Nella nota 17 avevo promesso al lettore che sarei tornato su Da Matino a S. Panaijà 4a di Greco Verso Tramontana miglie Capo d’Otranto è un Capo Basso, sop(ra) del quale vi è una Chiesa detta S. Panaijà in Greco, che vuol dire santa Maria così hoggi volgarmente Chiamata da Tutti il tempio d[i] S. Maria de Finibus Terrae.

Questa testimonianza, di cui non ho potuto fruire pochi mesi fa per la stesura del post segnalato all’inizio, conferma le mie ipotesi etimologiche relative a Palascìa [da πελαγία (leggi pelaghìa) o da πελασγία (leggi pelasghìa)] e nello stesso tempo confuta quella del Rohlfs (che, d’altra parte, l’aveva espressa dubitativamente) secondo cui Palascìa potrebbe essere “deformazione di Παναγία [leggi Panaghìa]=la Madonna”. Ora sappiamo, grazie al nostro portolano, che Παναγία [da πᾶν (leggi pan)=completamente+ἀγία (leggi aghìa)=santa] è il dialettale Panaijà riferito al tempio di S. Maria di Leuca e che Palascìa è un toponimo completamente diverso, anche perché Capo Basso sarebbe un dettaglio morfologico non compatibile.

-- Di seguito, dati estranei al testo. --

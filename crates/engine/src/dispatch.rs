// SPDX-License-Identifier: BUSL-1.1
// Copyright (c) 2026 Alfred Jean LLC

//! The step dispatcher: fan one logical step out into tagged cluster jobs.
//!
//! Order of operations is fixed: pre-process, validate splits, enumerate
//! tasks, tag them, materialize per-task configs, dedupe against the status
//! store, submit. Any error before submission leaves the store untouched.

use crate::registry::{PlatformParams, Registry, SplitSpec};
use crate::EngineError;
use serde_json::{Map, Value};
use std::collections::HashSet;
use std::path::{Path, PathBuf};
use swath_config::{dump, StepConfig};
use swath_core::{config_hash, fragment, points_fragment, Clock, ProjectPoints, TaskEntry, TaskState};
use swath_hpc::{Backend, SubmitSpec};
use swath_store::StatusStore;

/// Driver-wide dispatch settings.
#[derive(Debug, Clone)]
pub struct DispatchOptions {
    /// Program name for generated command lines (`swath` unless embedded)
    pub program: String,
    pub verbose: bool,
}

/// What one dispatch invocation did.
#[derive(Debug, Clone, Default)]
pub struct DispatchOutcome {
    pub submitted: Vec<String>,
    pub skipped: Vec<String>,
    pub total: usize,
}

/// One enumerated split axis, in declared order.
enum Axis {
    Points { chunks: Vec<Vec<i64>> },
    Zipped { keys: Vec<(String, Vec<Value>)> },
    Product { key: String, values: Vec<Value> },
}

impl Axis {
    fn len(&self) -> usize {
        match self {
            Axis::Points { chunks } => chunks.len(),
            Axis::Zipped { keys } => keys.first().map(|(_, v)| v.len()).unwrap_or(0),
            Axis::Product { values, .. } => values.len(),
        }
    }
}

/// A fully derived task: its tag and its materialized config.
struct Task {
    tag: String,
    config: Map<String, Value>,
    hash: String,
}

/// Where the derived config for `(alias, tag)` lands: next to the step
/// config, named by the tag, with a `.task` marker so the empty tag never
/// collides with the step config itself.
pub fn task_config_path(step_config: &Path, alias: &str, tag: &str) -> PathBuf {
    let ext = step_config
        .extension()
        .and_then(|e| e.to_str())
        .unwrap_or("json");
    let dir = step_config.parent().unwrap_or_else(|| Path::new("."));
    dir.join(format!("{}{}.task.{}", alias, tag, ext))
}

/// Dispatch one step: derive its tasks and submit the ones that need it.
///
/// `only_tags` restricts submission to the given tags (failed-task
/// re-dispatch); other tasks are left exactly as recorded.
#[allow(clippy::too_many_arguments)]
pub async fn dispatch_step(
    store: &mut StatusStore,
    registry: &Registry,
    alias: &str,
    command: &str,
    config_path: &Path,
    opts: &DispatchOptions,
    clock: &impl Clock,
    only_tags: Option<&HashSet<String>>,
) -> Result<DispatchOutcome, EngineError> {
    let entry = registry.get(command)?;
    let mut cfg = StepConfig::load(config_path)?;
    let log_directory = cfg.log_directory()?;

    // 1. pre-process, in the driver, before anything is derived
    if let Some(preprocess) = entry.preprocess {
        let params = PlatformParams {
            job_name: alias,
            log_directory: &log_directory,
            verbose: opts.verbose,
        };
        preprocess(&mut cfg, &params).map_err(|message| EngineError::Preprocess {
            step: alias.to_string(),
            message,
        })?;
    }

    // 2. resolve the backend and validate resources up front
    let control = cfg.execution_control(&entry.extra_exec_keys())?;
    let backend = Backend::from_option(&control.option)?;
    let resources = backend.resources(&control)?;
    if control.nodes.is_some() && !entry.splits_on_points() {
        return Err(EngineError::NodesWithoutPoints {
            step: alias.to_string(),
        });
    }

    // 3.–5. validate splits, enumerate, tag, materialize
    let axes = build_axes(alias, entry.splits.as_slice(), &cfg, control.nodes)?;
    let tasks = enumerate_tasks(alias, &axes, &cfg, entry.accepts_tag)?;
    if tasks.is_empty() {
        return Err(EngineError::EmptyStep {
            step: alias.to_string(),
        });
    }

    // 6. dedupe needs the scheduler's live queue at most once
    let needs_queue = tasks.iter().any(|task| {
        store
            .entry(alias, &task.tag)
            .map(|e| e.state.is_live())
            .unwrap_or(false)
    });
    let live_jobs = if needs_queue {
        backend.live_jobs().await?
    } else {
        HashSet::new()
    };

    let mut outcome = DispatchOutcome {
        total: tasks.len(),
        ..DispatchOutcome::default()
    };

    for task in tasks {
        let job_name = format!("{}{}", alias, task.tag);

        if let Some(only) = only_tags {
            if !only.contains(&task.tag) {
                outcome.skipped.push(task.tag);
                continue;
            }
        }

        match store.entry(alias, &task.tag) {
            Some(existing) if existing.state == TaskState::Successful => {
                if existing.config_hash.as_deref() == Some(task.hash.as_str()) {
                    tracing::debug!(step = alias, tag = %task.tag, "already successful, skipping");
                    outcome.skipped.push(task.tag);
                    continue;
                }
                return Err(EngineError::HashChanged {
                    step: alias.to_string(),
                    tag: task.tag,
                });
            }
            Some(existing) if existing.state.is_live() => {
                let still_queued = existing
                    .job_id
                    .as_ref()
                    .map(|id| live_jobs.contains(id))
                    .unwrap_or(false);
                if still_queued {
                    tracing::debug!(step = alias, tag = %task.tag, "job still in queue, skipping");
                    outcome.skipped.push(task.tag);
                    continue;
                }
                // gone from the queue without an end marker: fail it first so
                // the fresh submission is a legal transition
                store.record(
                    alias,
                    &task.tag,
                    &TaskEntry {
                        state: TaskState::Failed,
                        reconciled_at: Some(clock.timestamp()),
                        ..TaskEntry::default()
                    },
                )?;
            }
            _ => {}
        }

        // 7. submit
        let task_path = task_config_path(config_path, alias, &task.tag);
        dump(&task_path, &Value::Object(task.config))?;

        let command_line = format!(
            "{} {} -c {}{}",
            opts.program,
            alias,
            task_path.display(),
            if opts.verbose { " -v" } else { "" }
        );
        let stdout_dir = log_directory.join("stdout");
        let spec = SubmitSpec {
            job_name: &job_name,
            command: &command_line,
            project_dir: store.project_dir(),
            stdout_dir: &stdout_dir,
            resources: &resources,
        };

        tracing::info!(step = alias, tag = %task.tag, backend = backend.name(), "submitting");
        let job_id = backend.submit(&spec).await?;

        store.replace(
            alias,
            &task.tag,
            TaskEntry {
                state: TaskState::Submitted,
                job_id: Some(job_id),
                time_submitted: Some(clock.timestamp()),
                hardware: Some(backend.hardware_label(&resources)),
                config_hash: Some(task.hash.clone()),
                ..TaskEntry::default()
            },
        )?;
        outcome.submitted.push(task.tag);
    }

    Ok(outcome)
}

/// Validate declared splits against the config and build the axes.
fn build_axes(
    alias: &str,
    splits: &[SplitSpec],
    cfg: &StepConfig,
    nodes: Option<usize>,
) -> Result<Vec<Axis>, EngineError> {
    let missing = |key: &str| EngineError::MissingSplitKey {
        step: alias.to_string(),
        key: key.to_string(),
    };
    let not_a_sequence = |key: &str| EngineError::SplitNotASequence {
        step: alias.to_string(),
        key: key.to_string(),
    };
    let empty = |key: &str| EngineError::EmptySplit {
        step: alias.to_string(),
        key: key.to_string(),
    };

    let sequence = |key: &str| -> Result<Vec<Value>, EngineError> {
        let value = cfg.get(key).ok_or_else(|| missing(key))?;
        let list = value.as_array().ok_or_else(|| not_a_sequence(key))?;
        if list.is_empty() {
            return Err(empty(key));
        }
        Ok(list.clone())
    };

    let mut axes = Vec::with_capacity(splits.len());
    for split in splits {
        match split {
            SplitSpec::Points => {
                let value = cfg
                    .get(SplitSpec::POINTS_KEY)
                    .ok_or_else(|| missing(SplitSpec::POINTS_KEY))?;
                let points = ProjectPoints::from_value(value, cfg.dir())?;
                let chunks = points.split(nodes.unwrap_or(1));
                axes.push(Axis::Points { chunks });
            }
            SplitSpec::Product(key) => {
                axes.push(Axis::Product {
                    key: key.clone(),
                    values: sequence(key)?,
                });
            }
            SplitSpec::Zipped(keys) => {
                let mut collected = Vec::with_capacity(keys.len());
                for key in keys {
                    collected.push((key.clone(), sequence(key)?));
                }
                let mut lengths = collected.iter().map(|(_, v)| v.len());
                if let Some(first) = lengths.next() {
                    if lengths.any(|len| len != first) {
                        return Err(EngineError::ZipLengthMismatch {
                            step: alias.to_string(),
                            keys: keys.join(", "),
                        });
                    }
                }
                axes.push(Axis::Zipped { keys: collected });
            }
        }
    }
    Ok(axes)
}

/// Walk the full product of the axes (declared order, last axis fastest)
/// and materialize each task's tag and config.
fn enumerate_tasks(
    alias: &str,
    axes: &[Axis],
    cfg: &StepConfig,
    accepts_tag: bool,
) -> Result<Vec<Task>, EngineError> {
    let dims: Vec<usize> = axes.iter().map(Axis::len).collect();
    let total: usize = dims.iter().product();

    let mut tasks = Vec::with_capacity(total);
    let mut seen = HashSet::with_capacity(total);
    for flat in 0..total {
        // decompose the flat index into one choice per axis
        let mut remainder = flat;
        let mut choices = vec![0usize; axes.len()];
        for (i, dim) in dims.iter().enumerate().rev() {
            choices[i] = remainder % dim;
            remainder /= dim;
        }

        let mut tag = String::new();
        let mut config = cfg.data.clone();
        for (axis, &choice) in axes.iter().zip(&choices) {
            match axis {
                Axis::Points { chunks } => {
                    tag.push_str(&points_fragment(choice));
                    let gids: Vec<Value> = chunks[choice]
                        .iter()
                        .map(|gid| Value::from(*gid))
                        .collect();
                    config.insert(SplitSpec::POINTS_KEY.to_string(), Value::Array(gids));
                    // the chunk is this task's whole point set
                    if let Some(Value::Object(control)) = config.get_mut("execution_control") {
                        control.remove("nodes");
                    }
                }
                Axis::Zipped { keys } => {
                    for (key, values) in keys {
                        tag.push_str(&fragment(key, &values[choice]));
                        config.insert(key.clone(), values[choice].clone());
                    }
                }
                Axis::Product { key, values } => {
                    tag.push_str(&fragment(key, &values[choice]));
                    config.insert(key.clone(), values[choice].clone());
                }
            }
        }

        if accepts_tag {
            config.insert("tag".to_string(), Value::String(tag.clone()));
        }
        if !seen.insert(tag.clone()) {
            return Err(EngineError::DuplicateTag {
                step: alias.to_string(),
                tag,
            });
        }

        let hash = config_hash(&Value::Object(config.clone()));
        tasks.push(Task { tag, config, hash });
    }
    Ok(tasks)
}

#[cfg(test)]
#[path = "dispatch_tests.rs"]
mod tests;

Termina qui il nostro viaggio ideale con questa piccola pesca resa possibile dalla rete, pur metaforica, più versatile ed efficace di cui possiamo disporre. E mi auguro che il rotta del titolo non si riduca ad evocare solo un aggettivo riferito alla lettrice rimasta delusa ed annoiata nonostante il suo eroico sforzo di arrivare fin qui …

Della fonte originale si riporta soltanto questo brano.